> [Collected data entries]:
********
//! Survivor selection
//!
//! This module provides the dedup/filter/rank/truncate step that produces
//! each generation's surviving population.

use std::collections::HashSet;

use crate::population::{Individual, Population};

/// Survivor pruner
///
/// Applied to the fitness-scored union of the previous survivors and the new
/// offspring, in order:
///
/// 1. stable sort by fitness, descending
/// 2. drop exact content duplicates; the scan keeps the first (and therefore
///    highest-fitness) occurrence of each list
/// 3. drop individuals carrying internally duplicated titles
/// 4. drop individuals whose titles match an unwanted entry (case-sensitive
///    substring)
/// 5. truncate to the population ceiling
///
/// Lists containing favorite titles are deliberately NOT dropped: favorites
/// feed the preference profile and excluding them would work against it.
#[derive(Clone, Debug)]
pub struct SurvivorPruner {
    /// Population ceiling after pruning
    pub max_population_size: usize,
    /// Title fragments that disqualify a list
    pub unwanted_titles: Vec<String>,
}

impl SurvivorPruner {
    /// Create a pruner with the given ceiling and unwanted titles
    ///
    /// Empty unwanted entries are discarded; an empty fragment would match
    /// every title.
    pub fn new(max_population_size: usize, unwanted_titles: Vec<String>) -> Self {
        Self {
            max_population_size,
            unwanted_titles: unwanted_titles
                .into_iter()
                .filter(|t| !t.trim().is_empty())
                .collect(),
        }
    }

    /// Check whether an individual passes the content filters
    fn is_admissible(&self, individual: &Individual) -> bool {
        !individual.has_duplicate_titles()
            && !self
                .unwanted_titles
                .iter()
                .any(|t| individual.any_title_contains(t))
    }

    /// Prune a scored population down to the surviving set, best first
    pub fn prune(&self, combined: Population) -> Population {
        let generation = combined.generation();
        let mut ranked = combined;
        ranked.sort_by_fitness();

        let mut seen = HashSet::new();
        let mut survivors: Vec<Individual> = Vec::new();
        for individual in ranked.into_individuals() {
            if survivors.len() == self.max_population_size {
                break;
            }
            if seen.insert(individual.fingerprint()) && self.is_admissible(&individual) {
                survivors.push(individual);
            }
        }

        let mut population = Population::from_individuals(survivors);
        population.set_generation(generation);
        population
    }
}

#[cfg(test)]
mod tests {
    use super::*;
    use crate::catalog::MovieRecord;
    use std::collections::BTreeSet;

    fn movie(title: &str) -> MovieRecord {
        MovieRecord::new(title, BTreeSet::new(), 100)
    }

    fn scored(titles: &[&str], fitness: f64) -> Individual {
        Individual::with_fitness(titles.iter().map(|t| movie(t)).collect(), fitness)
    }

    fn pruner(max: usize) -> SurvivorPruner {
        SurvivorPruner::new(max, Vec::new())
    }

    #[test]
    fn test_survivors_ranked_best_first_and_truncated() {
        let combined = Population::from_individuals(vec![
            scored(&["A", "B"], 1.0),
            scored(&["C", "D"], 3.0),
            scored(&["E", "F"], 2.0),
            scored(&["G", "H"], 0.5),
        ]);

        let survivors = pruner(3).prune(combined);
        assert_eq!(survivors.len(), 3);

        let fitnesses: Vec<f64> = survivors.iter().map(|i| i.fitness_f64()).collect();
        assert_eq!(fitnesses, vec![3.0, 2.0, 1.0]);
    }

    #[test]
    fn test_exact_duplicates_keep_higher_fitness_copy() {
        // Same movie multiset, different order and different recorded scores;
        // the descending scan must keep the 2.0 copy
        let combined = Population::from_individuals(vec![
            scored(&["A", "B"], 1.0),
            scored(&["B", "A"], 2.0),
        ]);

        let survivors = pruner(10).prune(combined);
        assert_eq!(survivors.len(), 1);
        assert_eq!(survivors[0].fitness_f64(), 2.0);
    }

    #[test]
    fn test_internal_duplicate_titles_are_dropped() {
        let combined = Population::from_individuals(vec![
            scored(&["A", "A"], 5.0),
            scored(&["A", "B"], 1.0),
        ]);

        let survivors = pruner(10).prune(combined);
        assert_eq!(survivors.len(), 1);
        assert_eq!(survivors[0].titles(), vec!["A", "B"]);
    }

    #[test]
    fn test_unwanted_title_substring_filter() {
        let pruner = SurvivorPruner::new(10, vec!["Good Dinosaur".to_string()]);
        let combined = Population::from_individuals(vec![
            scored(&["The Good Dinosaur", "Heat"], 9.0),
            scored(&["Heat", "Ronin"], 1.0),
        ]);

        let survivors = pruner.prune(combined);
        assert_eq!(survivors.len(), 1);
        assert_eq!(survivors[0].titles(), vec!["Heat", "Ronin"]);
    }

    #[test]
    fn test_empty_unwanted_entries_are_ignored() {
        let pruner = SurvivorPruner::new(10, vec!["".to_string(), "  ".to_string()]);
        let combined = Population::from_individuals(vec![scored(&["Anything"], 1.0)]);

        assert_eq!(pruner.prune(combined).len(), 1);
    }

    #[test]
    fn test_favorite_titles_survive() {
        // No favorite-based exclusion exists: a list carrying a favorite is
        // a good list, not a disqualified one
        let pruner = SurvivorPruner::new(10, vec!["Unwanted".to_string()]);
        let combined = Population::from_individuals(vec![scored(&["Megamind", "Heat"], 4.0)]);

        let survivors = pruner.prune(combined);
        assert_eq!(survivors.len(), 1);
    }

    #[test]
    fn test_prune_preserves_generation_counter() {
        let mut combined = Population::from_individuals(vec![scored(&["A"], 1.0)]);
        combined.set_generation(7);
        assert_eq!(pruner(5).prune(combined).generation(), 7);
    }

    #[test]
    fn test_prune_can_empty_a_population() {
        let pruner = SurvivorPruner::new(10, vec!["A".to_string()]);
        let combined = Population::from_individuals(vec![scored(&["A"], 1.0)]);
        assert!(pruner.prune(combined).is_empty());
    }

    #[test]
    fn test_equal_fitness_keeps_prior_population_first() {
        // Stable sort: on ties, individuals listed earlier (the previous
        // survivors, by engine convention) outrank offspring
        let combined = Population::from_individuals(vec![
            scored(&["Old", "List"], 2.0),
            scored(&["New", "List"], 2.0),
            scored(&["Other", "List"], 2.0),
        ]);

        let survivors = pruner(2).prune(combined);
        assert_eq!(survivors[0].titles(), vec!["Old", "List"]);
        assert_eq!(survivors[1].titles(), vec!["New", "List"]);
    }
}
********
> [WHAT IS NEEDED]: Transcribe the data above so that every line matches exactly.

> [WRITTEN RESPONSE]:
//! Survivor selection
//!
//! This module provides the dedup/filter/rank/truncate step that produces
//! each generation's surviving population.

use std::collections::HashSet;

use crate::population::{Individual, Population};

/// Survivor pruner
///
/// Applied to the fitness-scored union of the previous survivors and the new
/// offspring, in order:
///
/// 1. stable sort by fitness, descending
/// 2. drop exact content duplicates; the scan keeps the first (and therefore
///    highest-fitness) occurrence of each list
/// 3. drop individuals carrying internally duplicated titles
/// 4. drop individuals whose titles match an unwanted entry (case-sensitive
///    substring)
/// 5. truncate to the population ceiling
///
/// Lists containing favorite titles are deliberately NOT dropped: favorites
/// feed the preference profile and excluding them would work against it.
#[derive(Clone, Debug)]
pub struct SurvivorPruner {
    /// Population ceiling after pruning
    pub max_population_size: usize,
    /// Title fragments that disqualify a list
    pub unwanted_titles: Vec<String>,
}

impl SurvivorPruner {
    /// Create a pruner with the given ceiling and unwanted titles
    ///
    /// Empty unwanted entries are discarded; an empty fragment would match
    /// every title.
    pub fn new(max_population_size: usize, unwanted_titles: Vec<String>) -> Self {
        Self {
            max_population_size,
            unwanted_titles: unwanted_titles
                .into_iter()
                .filter(|t| !t.trim().is_empty())
                .collect(),
        }
    }

    /// Check whether an individual passes the content filters
    fn is_admissible(&self, individual: &Individual) -> bool {
        !individual.has_duplicate_titles()
            && !self
                .unwanted_titles
                .iter()
                .any(|t| individual.any_title_contains(t))
    }

    /// Prune a scored population down to the surviving set, best first
    pub fn prune(&self, combined: Population) -> Population {
        let generation = combined.generation();
        let mut ranked = combined;
        ranked.sort_by_fitness();

        let mut seen = HashSet::new();
        let mut survivors: Vec<Individual> = Vec::new();
        for individual in ranked.into_individuals() {
            if survivors.len() == self.max_population_size {
                break;
            }
            if seen.insert(individual.fingerprint()) && self.is_admissible(&individual) {
                survivors.push(individual);
            }
        }

        let mut population = Population::from_individuals(survivors);
        population.set_generation(generation);
        population
    }
}

#[cfg(test)]
mod tests {
    use super::*;
    use crate::catalog::MovieRecord;
    use std::collections::BTreeSet;

    fn movie(title: &str) -> MovieRecord {
        MovieRecord::new(title, BTreeSet::new(), 100)
    }

    fn scored(titles: &[&str], fitness: f64) -> Individual {
        Individual::with_fitness(titles.iter().map(|t| movie(t)).collect(), fitness)
    }

    fn pruner(max: usize) -> SurvivorPruner {
        SurvivorPruner::new(max, Vec::new())
    }

    #[test]
    fn test_survivors_ranked_best_first_and_truncated() {
        let combined = Population::from_individuals(vec![
            scored(&["A", "B"], 1.0),
            scored(&["C", "D"], 3.0),
            scored(&["E", "F"], 2.0),
            scored(&["G", "H"], 0.5),
        ]);

        let survivors = pruner(3).prune(combined);
        assert_eq!(survivors.len(), 3);

        let fitnesses: Vec<f64> = survivors.iter().map(|i| i.fitness_f64()).collect();
        assert_eq!(fitnesses, vec![3.0, 2.0, 1.0]);
    }

    #[test]
    fn test_exact_duplicates_keep_higher_fitness_copy() {
        // Same movie multiset, different order and different recorded scores;
        // the descending scan must keep the 2.0 copy
        let combined = Population::from_individuals(vec![
            scored(&["A", "B"], 1.0),
            scored(&["B", "A"], 2.0),
        ]);

        let survivors = pruner(10).prune(combined);
        assert_eq!(survivors.len(), 1);
        assert_eq!(survivors[0].fitness_f64(), 2.0);
    }

    #[test]
    fn test_internal_duplicate_titles_are_dropped() {
        let combined = Population::from_individuals(vec![
            scored(&["A", "A"], 5.0),
            scored(&["A", "B"], 1.0),
        ]);

        let survivors = pruner(10).prune(combined);
        assert_eq!(survivors.len(), 1);
        assert_eq!(survivors[0].titles(), vec!["A", "B"]);
    }

    #[test]
    fn test_unwanted_title_substring_filter() {
        let pruner = SurvivorPruner::new(10, vec!["Good Dinosaur".to_string()]);
        let combined = Population::from_individuals(vec![
            scored(&["The Good Dinosaur", "Heat"], 9.0),
            scored(&["Heat", "Ronin"], 1.0),
        ]);

        let survivors = pruner.prune(combined);
        assert_eq!(survivors.len(), 1);
        assert_eq!(survivors[0].titles(), vec!["Heat", "Ronin"]);
    }

    #[test]
    fn test_empty_unwanted_entries_are_ignored() {
        let pruner = SurvivorPruner::new(10, vec!["".to_string(), "  ".to_string()]);
        let combined = Population::from_individuals(vec![scored(&["Anything"], 1.0)]);

        assert_eq!(pruner.prune(combined).len(), 1);
    }

    #[test]
    fn test_favorite_titles_survive() {
        // No favorite-based exclusion exists: a list carrying a favorite is
        // a good list, not a disqualified one
        let pruner = SurvivorPruner::new(10, vec!["Unwanted".to_string()]);
        let combined = Population::from_individuals(vec![scored(&["Megamind", "Heat"], 4.0)]);

        let survivors = pruner.prune(combined);
        assert_eq!(survivors.len(), 1);
    }

    #[test]
    fn test_prune_preserves_generation_counter() {
        let mut combined = Population::from_individuals(vec![scored(&["A"], 1.0)]);
        combined.set_generation(7);
        assert_eq!(pruner(5).prune(combined).generation(), 7);
    }

    #[test]
    fn test_prune_can_empty_a_population() {
        let pruner = SurvivorPruner::new(10, vec!["A".to_string()]);
        let combined = Population::from_individuals(vec![scored(&["A"], 1.0)]);
        assert!(pruner.prune(combined).is_empty());
    }

    #[test]
    fn test_equal_fitness_keeps_prior_population_first() {
        // Stable sort: on ties, individuals listed earlier (the previous
        // survivors, by engine convention) outrank offspring
        let combined = Population::from_individuals(vec![
            scored(&["Old", "List"], 2.0),
            scored(&["New", "List"], 2.0),
            scored(&["Other", "List"], 2.0),
        ]);

        let survivors = pruner(2).prune(combined);
        assert_eq!(survivors[0].titles(), vec!["Old", "List"]);
        assert_eq!(survivors[1].titles(), vec!["New", "List"]);
    }
}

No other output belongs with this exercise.